"Split's eight-table konoba on Petra Kružića, no reservations and cash only — go early and hungry for the city's most honest lunch."
Eight tables, no reservations, cash only. Villa Spiza sits on Ul. Petra Kružića 3, a narrow lane inside Split's old town a minute from Diocletian's Palace, and chef Ivana Gamulin writes the menu each morning from whatever the fishermen and the butchers bring her. There is brujet, the Dalmatian fish stew thickened with chickpeas or barley; a bonito marinade; a salad of moscardini; prawn pasta. Mains run €20 to €32, and a full lunch lands at €25 to €40. Gault&Millau Croatia lists it. You queue on the step for a stool, and the wait is the cover charge.
The Kitchen
Ivana Gamulin cooks Villa Spiza from a daily blackboard rather than a printed menu, which is the whole idea: the kitchen buys what the boats and the butchers have that morning and decides the dishes from there. Her hand carries an Italian thread — pâté done the way it is in Umbria, gnocchi made with flour the Veneto way — but the spine is Dalmatian and Adriatic, cooked plainly and seasoned hard.
The dishes that recur tell you what to chase. The brujet, a Dalmatian fish stew built on chickpeas, beans or barley, is the signature and the test plate. The bonito marinade and the moscardini salad are the starters regulars order without looking, and the prawn pasta is the reliable primo; the daily fish is priced by weight. Desserts come from Ivana's sister, Nada. Mains sit at €20 to €32 and a full lunch at €25 to €40 — strong value for cooking this exact, and a reason Gault&Millau Croatia keeps it on its list. For the harbour-side comparison, Fife is the old-school canteen across town.
The Room
Two cramped rooms face each other across the lane, with maybe eight or nine seats split between them and a counter you can watch the cooks work from. Sound is a tight, happy clatter; lighting is plain and bright at lunch, warmer at night; tables are elbow-to-elbow in the way a real konoba is. There is no dress code and no card machine, so come as you are with euros in your pocket. The room seats so few that the queue on the step is permanent in summer.
Best for a Birthday
Book — or rather, turn up for — a low-key birthday here for three reasons. First, the food is built to share, so a small group can graze the blackboard rather than commit to fixed plates. Second, the price keeps a group dinner easy and unfussy, with no wine markup to wince at. Third, the buzz does the work: the cramped, local-heavy room turns a birthday into an occasion without any effort. Arrive when the doors open at 1pm, put your names down, and let the day's catch set the table.
Not for
Not for a client dinner or any party that needs a guaranteed table. Villa Spiza takes no reservations, seats about eight, runs cash only, and you may wait on the step — skip it when the evening has to run on time.
Frequently Asked
Is Villa Spiza worth it?
Yes, if you want the real Split rather than a Riva tourist table. Villa Spiza is a tiny konoba on Ul. Petra Kružića where chef Ivana Gamulin rewrites the menu every morning from the day's catch and the local butchers. Gault&Millau Croatia lists it, mains run €20 to €32, and the cooking is simple and exact. The catch is the queue and the cash-only rule. Eat here for the food, not the comfort.

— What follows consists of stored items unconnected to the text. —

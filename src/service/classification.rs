//! Oil-quality parameter classification against the standards tables
//!
//! Two read-only tables exist: TypeOne for transformers above 170 MVA and
//! TypeTwo for the rest. A report is classified against exactly one of
//! them, chosen once from the transformer capacity.
//!
//! Parameter labels vary between report styles in spacing, casing, degree
//! symbols and unit/frequency annotations ("Tan Delta @90 °C" vs
//! "Tan Delta @90°C, 55 Hz"). Lookup therefore normalizes the label to its
//! lowercase alphanumeric form and matches on the parameter stem, so every
//! observed variant of the same parameter resolves to the same entry.

use crate::model::{CapacityClass, OilStatus};

#[derive(Debug, thiserror::Error)]
pub enum ClassificationError {
    #[error("Parameter '{key}' has non-numeric value '{value}'")]
    InvalidValue { key: String, value: String },
}

/// Threshold predicate over the parsed parameter value
///
/// `Within` bounds are inclusive on both ends, matching the standards
/// wording (e.g. TypeOne B.D.V: fair covers 50 <= v <= 60).
#[derive(Debug, Clone, Copy)]
enum Predicate {
    Above(f64),
    Below(f64),
    Within(f64, f64),
}

impl Predicate {
    fn matches(self, v: f64) -> bool {
        match self {
            Predicate::Above(x) => v > x,
            Predicate::Below(x) => v < x,
            Predicate::Within(lo, hi) => lo <= v && v <= hi,
        }
    }
}

/// One parameter's status bands, evaluated in declared order
struct TableEntry {
    /// Normalized parameter stem the lookup label must start with
    stem: &'static str,
    bands: &'static [(OilStatus, Predicate)],
}

/// Standards for transformers above 170 MVA
const TYPE_ONE: &[TableEntry] = &[
    TableEntry {
        stem: "bdv",
        bands: &[
            (OilStatus::Good, Predicate::Above(60.0)),
            (OilStatus::Fair, Predicate::Within(50.0, 60.0)),
            (OilStatus::Poor, Predicate::Below(50.0)),
        ],
    },
    TableEntry {
        stem: "tandelta",
        bands: &[
            (OilStatus::Good, Predicate::Below(0.1)),
            (OilStatus::Fair, Predicate::Within(0.1, 0.2)),
            (OilStatus::Poor, Predicate::Above(0.2)),
        ],
    },
    TableEntry {
        stem: "resistivity",
        bands: &[
            (OilStatus::Good, Predicate::Above(10.0)),
            (OilStatus::Fair, Predicate::Within(3.0, 10.0)),
            (OilStatus::Poor, Predicate::Below(3.0)),
        ],
    },
    TableEntry {
        stem: "watercontent",
        bands: &[
            (OilStatus::Good, Predicate::Below(15.0)),
            (OilStatus::Fair, Predicate::Within(15.0, 20.0)),
            (OilStatus::Poor, Predicate::Above(20.0)),
        ],
    },
];

/// Standards for transformers of 170 MVA and below
const TYPE_TWO: &[TableEntry] = &[
    TableEntry {
        stem: "bdv",
        bands: &[
            (OilStatus::Good, Predicate::Above(50.0)),
            (OilStatus::Fair, Predicate::Within(40.0, 50.0)),
            (OilStatus::Poor, Predicate::Below(40.0)),
        ],
    },
    TableEntry {
        stem: "tandelta",
        bands: &[
            (OilStatus::Good, Predicate::Below(0.1)),
            (OilStatus::Fair, Predicate::Within(0.1, 0.5)),
            (OilStatus::Poor, Predicate::Above(0.5)),
        ],
    },
    TableEntry {
        stem: "resistivity",
        bands: &[
            (OilStatus::Good, Predicate::Above(3.0)),
            (OilStatus::Fair, Predicate::Within(0.2, 3.0)),
            (OilStatus::Poor, Predicate::Below(0.2)),
        ],
    },
    TableEntry {
        stem: "watercontent",
        bands: &[
            (OilStatus::Good, Predicate::Below(20.0)),
            (OilStatus::Fair, Predicate::Within(20.0, 30.0)),
            (OilStatus::Poor, Predicate::Above(30.0)),
        ],
    },
    TableEntry {
        stem: "interfacialtension",
        bands: &[
            (OilStatus::Good, Predicate::Above(28.0)),
            (OilStatus::Fair, Predicate::Within(22.0, 28.0)),
            (OilStatus::Poor, Predicate::Below(22.0)),
        ],
    },
    TableEntry {
        stem: "acidity",
        bands: &[
            (OilStatus::Good, Predicate::Below(0.1)),
            (OilStatus::Fair, Predicate::Within(0.1, 0.2)),
            (OilStatus::Poor, Predicate::Above(0.2)),
        ],
    },
];

/// Lowercase alphanumeric form of a parameter label
pub(crate) fn normalize_key(key: &str) -> String {
    key.chars()
        .filter(|c| c.is_ascii_alphanumeric())
        .map(|c| c.to_ascii_lowercase())
        .collect()
}

fn lookup<'a>(table: &'a [TableEntry], key: &str) -> Option<&'a TableEntry> {
    let normalized = normalize_key(key);
    table.iter().find(|entry| normalized.starts_with(entry.stem))
}

/// Classify one oil-quality parameter against the active standards table.
///
/// Returns `Unclassified` when the parameter has no table entry or when no
/// band matches its value. A value that fails numeric parsing while a table
/// entry exists is a hard error for the request.
pub fn classify(
    key: &str,
    value: &str,
    capacity_class: CapacityClass,
) -> Result<OilStatus, ClassificationError> {
    let table = match capacity_class {
        CapacityClass::HighCapacity => TYPE_ONE,
        CapacityClass::StandardCapacity => TYPE_TWO,
    };

    let Some(entry) = lookup(table, key) else {
        return Ok(OilStatus::Unclassified);
    };

    let v: f64 = value
        .trim()
        .parse()
        .map_err(|_| ClassificationError::InvalidValue {
            key: key.to_string(),
            value: value.to_string(),
        })?;

    // Declared order matters: good, then fair, then poor, first match wins
    for (status, predicate) in entry.bands {
        if predicate.matches(v) {
            return Ok(*status);
        }
    }

    Ok(OilStatus::Unclassified)
}

#[cfg(test)]
mod tests {
    use super::*;

    #[test]
    fn high_capacity_bdv_is_good_above_sixty() {
        // capacity 200 MVA selects TypeOne
        let status = classify(
            "B.D.V @ 61.8Hz with stirrer",
            "65",
            CapacityClass::HighCapacity,
        )
        .unwrap();
        assert_eq!(status, OilStatus::Good);
    }

    #[test]
    fn standard_capacity_water_content_is_fair_at_twenty_five() {
        // capacity 100 MVA selects TypeTwo
        let status = classify("Water Content", "25", CapacityClass::StandardCapacity).unwrap();
        assert_eq!(status, OilStatus::Fair);
    }

    #[test]
    fn type_one_bdv_boundaries_are_inclusive_on_fair() {
        let class = CapacityClass::HighCapacity;
        let key = "B.D.V @ 61.8Hz with stirrer";

        assert_eq!(classify(key, "60", class).unwrap(), OilStatus::Fair);
        assert_eq!(classify(key, "60.0001", class).unwrap(), OilStatus::Good);
        assert_eq!(classify(key, "50", class).unwrap(), OilStatus::Fair);
        assert_eq!(classify(key, "49.9", class).unwrap(), OilStatus::Poor);
    }

    #[test]
    fn tan_delta_lower_boundary_falls_to_fair() {
        // good (v < 0.1) is evaluated first and rejects 0.1 exactly
        let status = classify("Tan Delta @90 °C", "0.1", CapacityClass::HighCapacity).unwrap();
        assert_eq!(status, OilStatus::Fair);
    }

    #[test]
    fn tables_differ_for_same_parameter() {
        assert_eq!(
            classify("Resistivity @ 90°C", "5", CapacityClass::HighCapacity).unwrap(),
            OilStatus::Fair
        );
        assert_eq!(
            classify("Resistivity @90°C", "5", CapacityClass::StandardCapacity).unwrap(),
            OilStatus::Good
        );
    }

    #[test]
    fn label_variants_resolve_to_the_same_entry() {
        for key in [
            "B.D.V @ 61.8Hz with stirrer",
            "B.D.V @ 61.8 Hz, With Stirrer",
            "b.d.v @61.8hz,stirrer",
        ] {
            assert_eq!(
                classify(key, "45", CapacityClass::StandardCapacity).unwrap(),
                OilStatus::Fair,
                "variant {key:?} missed the B.D.V entry"
            );
        }

        for key in ["Tan Delta @90 °C", "Tan Delta@90°C,55Hz"] {
            assert_eq!(
                classify(key, "0.3", CapacityClass::StandardCapacity).unwrap(),
                OilStatus::Fair,
                "variant {key:?} missed the Tan Delta entry"
            );
        }
    }

    #[test]
    fn unknown_parameters_are_unclassified_without_parsing() {
        assert_eq!(
            classify(
                "Appearance & Colour",
                "Pale Yellow",
                CapacityClass::HighCapacity
            )
            .unwrap(),
            OilStatus::Unclassified
        );
        assert_eq!(
            classify("TRANSFORMER_ID", "TR7", CapacityClass::StandardCapacity).unwrap(),
            OilStatus::Unclassified
        );
    }

    #[test]
    fn non_numeric_value_with_table_entry_is_an_error() {
        let err = classify("Water content", "n/a", CapacityClass::HighCapacity).unwrap_err();
        assert!(matches!(err, ClassificationError::InvalidValue { .. }));
    }

    #[test]
    fn acidity_only_exists_in_type_two() {
        assert_eq!(
            classify("Acidity", "0.05", CapacityClass::StandardCapacity).unwrap(),
            OilStatus::Good
        );
        assert_eq!(
            classify("Acidity", "0.05", CapacityClass::HighCapacity).unwrap(),
            OilStatus::Unclassified
        );
    }

    #[test]
    fn inter_facial_tension_bands() {
        let class = CapacityClass::StandardCapacity;
        assert_eq!(
            classify("Inter Facial Tension", "30", class).unwrap(),
            OilStatus::Good
        );
        assert_eq!(
            classify("Inter Facial Tension", "28", class).unwrap(),
            OilStatus::Fair
        );
        assert_eq!(
            classify("Inter Facial Tension", "21", class).unwrap(),
            OilStatus::Poor
        );
    }
}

Does Villa Spiza take reservations?
No. Villa Spiza does not take reservations and has only about eight or nine seats split across two small rooms on opposite sides of the lane. Arrive when it opens at 1pm or in the early evening, put your name down, and wait on the step. It is cash only, so bring euros. The no-booking policy is part of why locals still fill it rather than the cruise crowd.
What is the dress code at Villa Spiza?
There is none. This is a counter-and-stool konoba in a narrow old-town lane, not a formal room, so come as you are from a day in the city. A shirt or a summer dress is plenty; nobody will look twice at shorts. The point of the place is the cooking and the daily blackboard, not the setting, and the welcome is warm and unfussy.
What is the average meal price at Villa Spiza?
Plan on roughly €25 to €40 per person. Starters land around €8 to €15, pasta €13 to €18, and main courses €20 to €32, with the daily fish priced by weight. It is cash only and there is no card machine, so bring euros. For honest, market-led Dalmatian cooking this is fair value; see our Split dining guide for the city's wider range.
What should I order at Villa Spiza?
Read the daily blackboard first, because the menu changes every day. The brujet, a Dalmatian fish stew thickened with chickpeas or barley, is the dish that shows what the kitchen does. The bonito marinade and the moscardini salad are the starters to chase, and the prawn pasta rarely disappoints. Whatever fish came in that morning is the safe bet. Trust Ivana Gamulin's specials over the standards.
Is Villa Spiza good for a birthday?
Yes, for a relaxed one with friends who do not mind a wait. The room is small and buzzy, the food is built to share, and the price keeps a group dinner easy. It will not work for a large or fixed-time party because there are no reservations and no big tables. For a low-key celebration over the day's catch, see our birthday dining picks for back-ups nearby.